Domitius Zenofilus (or Zenophilus; 320–333 AD) was a Roman senator who had an illustrious political career under the Emperor Constantine. He governed many provinces and held the consulate in 333.

==Life and career==
Zenofilus held the rank of vir clarissimus, and thus was probably born into an aristocratic and senatorial family, but the commonness of his hereditary nomen, "Domitius", makes it difficult to ascertain his lineage. Chastagnol posited a Sicilian or eastern origin based on his Greek surname. A Numidian inscription recording a dedication by him to Aesculapius and Hygia indicates that he was probably a pagan.
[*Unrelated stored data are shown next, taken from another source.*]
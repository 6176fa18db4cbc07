//! # Warden Core
//!
//! Unified security facade for an AI agent host. Orchestrates the
//! content firewall, tool policy stack, navigation guard, webhook
//! authenticator, session token store, skill gate, and audit trail.
//!
//! ## Threat Coverage
//!
//! | Layer | Component | Threats Addressed |
//! |-------|-----------|-------------------|
//! | Inbound | firewall sanitizer | Prompt injection, unicode obfuscation, encoded payloads |
//! | Outbound | firewall redactor | Secret and credential leaks |
//! | Tooling | policy engine | Capability abuse, resource exhaustion, destructive commands |
//! | Browsing | navigation guard | SSRF, metadata theft, homograph phishing |
//! | Ingress | webhook authenticator | Forged webhooks |
//! | Sessions | token store | Token theft and replay |
//! | Extensions | skill gate | Unvetted third-party code |
//! | Forensics | audit logger | Tamper-evident decision trail |
//!
//! ## Data Flow
//!
//! ```text
//! inbound message ─▶ screen_inbound ─▶ agent loop ─▶ check_tool_call
//!                                                        │
//!                               (confirm when required) ◀┘
//!                                                        │
//!                    outbound reply ◀─ filter_outbound ◀─┘
//! ```
//!
//! Every decision along this path emits exactly one audit event.

mod config;
mod envfilter;
mod error;
mod warden;

pub use config::WardenConfig;
pub use envfilter::build_safe_env;
pub use error::{Result, WardenError};
pub use warden::{CallContext, Warden};

// Re-export component types for convenience
pub use warden_audit::{
    verify_chain, AuditConfig, AuditEvent, AuditLogger, AuditOutcome, AuditRecord,
    ChainVerification, ShipperConfig, ShipperKind,
};
pub use warden_auth::{
    CreateTokenOptions, SessionConfig, SkillGate, SkillGateConfig, SkillRequest, TokenStore,
    WebhookConfig,
};
pub use warden_firewall::{
    EnvelopeMeta, OutputRedactor, PromptSanitizer, RedactionConfig, SanitizeAction,
    SanitizeOutcome, SanitizerConfig,
};
pub use warden_policy::{
    Capability, CapabilityRule, NavigationBlockCategory, NavigationConfig, NavigationError,
    NavigationGuard, PolicyDecision, PolicyError, RateLimitKind, SessionType, ToolPolicyConfig,
    ToolPolicyEngine,
};
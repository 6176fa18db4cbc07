//! # Warden Audit Trail
//!
//! Structured, tamper-evident audit logging for policy decisions.
//!
//! ## Architecture
//!
//! ```text
//! AuditRecord ──▶ AuditLogger ──▶ hash chain (in memory, ordered)
//!                      │
//!                      ▼
//!                  Shipper ──▶ file (NDJSON) / console / buffered
//! ```
//!
//! Every policy decision in the host produces exactly one event. Events
//! are linked by `previous_hash`; [`verify_chain`] replays the linkage
//! and pinpoints the first tampered index.
//!
//! ## Ordering Guarantee
//!
//! The chain append and the shipper handoff happen under one lock:
//! concurrent `log` calls produce a single total order, and delivery
//! order matches chain order.

pub mod chain;
pub mod event;
pub mod logger;
pub mod shipper;

pub use chain::{compute_event_hash, verify_chain, ChainVerification};
pub use event::{hash_args, AuditEvent, AuditOutcome, AuditRecord, AuditSeverity};
pub use logger::{AuditConfig, AuditError, AuditLogger, ShipperConfig, ShipperKind};
pub use shipper::{BufferedShipper, ConsoleShipper, FileShipper, ShipError, Shipper};
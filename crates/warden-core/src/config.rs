//! Configuration for the Warden facade.
//!
//! One typed record aggregating every component's settings. Hosts load
//! it however they like (file, env, flags); the core only consumes the
//! typed form.

use serde::{Deserialize, Serialize};
use warden_audit::AuditConfig;
use warden_auth::{SessionConfig, SkillGateConfig, WebhookConfig};
use warden_firewall::{RedactionConfig, SanitizerConfig};
use warden_policy::{NavigationConfig, ToolPolicyConfig};

/// Configuration for the Warden security facade.
#[derive(Debug, Clone, Default, Serialize, Deserialize)]
pub struct WardenConfig {
    /// Inbound sanitizer settings.
    pub prompt_sanitizer: SanitizerConfig,

    /// Outbound redaction settings.
    pub output_redaction: RedactionConfig,

    /// Tool policy engine settings.
    pub tool_policy: ToolPolicyConfig,

    /// Navigation guard settings.
    pub browser_guard: NavigationConfig,

    /// Webhook authentication settings.
    pub webhook: WebhookConfig,

    /// Session token store settings.
    pub session: SessionConfig,

    /// Skill gate settings.
    pub skill_gate: SkillGateConfig,

    /// Audit logger settings.
    pub audit: AuditConfig,
}
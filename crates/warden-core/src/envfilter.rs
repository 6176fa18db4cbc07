//! # Safe Environment Construction
//!
//! Builds the environment map handed to sandboxed subprocesses. Strategy
//! is allowlist-first: a variable survives only when its name is on the
//! allowlist AND matches none of the blocklist patterns. Everything else
//! - credentials, provider keys, connection strings - never reaches the
//! sandbox.

use regex::Regex;
use std::collections::HashMap;
use std::sync::OnceLock;

/// Exact variable names considered safe.
const ALLOWED_NAMES: &[&str] = &[
    "PATH",
    "HOME",
    "USER",
    "SHELL",
    "TERM",
    "COLORTERM",
    "LANG",
    "LANGUAGE",
    "TZ",
    "TMPDIR",
    "DISPLAY",
    "NODE_ENV",
    "PWD",
    "HOSTNAME",
];

/// Name prefixes considered safe (locale and desktop base directories).
const ALLOWED_PREFIXES: &[&str] = &["LC_", "XDG_"];

/// Patterns that mark a name as sensitive regardless of the allowlist.
const BLOCKED_PATTERNS: &[&str] = &[
    r"(?i)(SECRET|TOKEN|PASSWORD|PASSWD|CREDENTIAL|APIKEY|API_KEY|AUTH|BEARER|PRIVATE)",
    r"(?i)(^|_)KEY(_|$)",
    r"^(ANTHROPIC|OPENAI|AWS|AZURE|GCP|GOOGLE|GITHUB|GITLAB|SLACK|DISCORD|TELEGRAM|STRIPE|DATABASE|POSTGRES|MYSQL|MONGO|REDIS|DOCKER|VAULT|NPM|PYPI|SENDGRID|MAILGUN)_",
];

fn blocked_regexes() -> &'static Vec<Regex> {
    static PATTERNS: OnceLock<Vec<Regex>> = OnceLock::new();
    PATTERNS.get_or_init(|| {
        BLOCKED_PATTERNS
            .iter()
            .map(|p| Regex::new(p).expect("static env pattern must compile"))
            .collect()
    })
}

fn name_allowed(name: &str) -> bool {
    ALLOWED_NAMES.contains(&name) || ALLOWED_PREFIXES.iter().any(|p| name.starts_with(p))
}

fn name_blocked(name: &str) -> bool {
    blocked_regexes().iter().any(|re| re.is_match(name))
}

/// Builds a safe environment from the process environment.
///
/// `additional` entries bypass filtering: the host takes responsibility
/// for whatever it adds explicitly.
#[must_use]
pub fn build_safe_env(
    process_env: &HashMap<String, String>,
    additional: Option<&HashMap<String, String>>,
) -> HashMap<String, String> {
    let mut safe: HashMap<String, String> = process_env
        .iter()
        .filter(|(name, _)| name_allowed(name) && !name_blocked(name))
        .map(|(name, value)| (name.clone(), value.clone()))
        .collect();

    if let Some(additional) = additional {
        for (name, value) in additional {
            safe.insert(name.clone(), value.clone());
        }
    }
    safe
}

#[cfg(test)]
mod tests {
    use super::*;

    fn env(pairs: &[(&str, &str)]) -> HashMap<String, String> {
        pairs
            .iter()
            .map(|(k, v)| (k.to_string(), v.to_string()))
            .collect()
    }

    #[test]
    fn test_basic_names_survive() {
        let input = env(&[
            ("PATH", "/usr/bin"),
            ("HOME", "/home/u"),
            ("LANG", "en_US.UTF-8"),
            ("TZ", "UTC"),
            ("NODE_ENV", "production"),
        ]);
        let safe = build_safe_env(&input, None);
        assert_eq!(safe.len(), 5);
        assert_eq!(safe["PATH"], "/usr/bin");
    }

    #[test]
    fn test_prefixed_names_survive() {
        let input = env(&[
            ("LC_ALL", "C"),
            ("LC_MESSAGES", "en_US"),
            ("XDG_RUNTIME_DIR", "/run/user/1000"),
        ]);
        let safe = build_safe_env(&input, None);
        assert_eq!(safe.len(), 3);
    }

    #[test]
    fn test_provider_prefixes_dropped() {
        let input = env(&[
            ("PATH", "/usr/bin"),
            ("ANTHROPIC_API_KEY", "sk-ant-xxx"),
            ("AWS_SECRET_ACCESS_KEY", "xxx"),
            ("DATABASE_URL", "postgres://u:p@h/db"),
            ("REDIS_URL", "redis://h"),
            ("STRIPE_SECRET_KEY", "sk_live_xxx"),
            ("DOCKER_HOST", "tcp://x"),
            ("VAULT_ADDR", "https://v"),
        ]);
        let safe = build_safe_env(&input, None);
        assert_eq!(safe.len(), 1);
        assert!(safe.contains_key("PATH"));
    }

    #[test]
    fn test_broad_terms_dropped_even_when_allow_shaped() {
        // Names that would pass a prefix check still fall to the
        // blocklist sweep.
        let input = env(&[
            ("XDG_SECRET_STORE", "x"),
            ("LC_AUTH_MODE", "x"),
            ("MY_PASSWORD", "hunter2"),
            ("SERVICE_TOKEN", "t"),
            ("SSH_PRIVATE_KEY", "k"),
        ]);
        let safe = build_safe_env(&input, None);
        assert!(safe.is_empty());
    }

    #[test]
    fn test_unlisted_names_dropped() {
        let input = env(&[("RANDOM_VAR", "1"), ("CI", "true"), ("EDITOR", "vi")]);
        let safe = build_safe_env(&input, None);
        assert!(safe.is_empty());
    }

    #[test]
    fn test_additional_bypasses_filtering() {
        let input = env(&[("PATH", "/usr/bin")]);
        let extra = env(&[("SANDBOX_API_TOKEN", "scoped-token")]);
        let safe = build_safe_env(&input, Some(&extra));
        assert_eq!(safe["SANDBOX_API_TOKEN"], "scoped-token");
        assert_eq!(safe["PATH"], "/usr/bin");
    }

    #[test]
    fn test_additional_overrides_filtered_value() {
        let input = env(&[("PATH", "/usr/bin")]);
        let extra = env(&[("PATH", "/sandbox/bin")]);
        let safe = build_safe_env(&input, Some(&extra));
        assert_eq!(safe["PATH"], "/sandbox/bin");
    }
}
He is first known to have been governor (corrector) of Sicily, and then of an unknown other province. Later, on 13 December 320, he is attested as consular governor of Numidia (consularis Numidiae) in north Africa, when he presided over the condemnation of Silvanus, the Donatist bishop of Cirta, as a traditor. Zenophilus then appears to have served as proconsular governor of Achaia, no later than 323–324, and in this capacity may have been involved in the Emperor Constantine's preparations of war against his rival Licinius. He was afterward proconsul of Asia, probably from 325 to 327, and finally proconsul of Africa, from 328 to 332. Constantine appointed Zenofilus as one of the two consuls for 333, with Delmatius, the Emperor's half-brother, as his colleague. Novak concluded that Zenofilus's career demonstrates "he was clearly one of the Constantinian government's most ubiquitous servants and supporters".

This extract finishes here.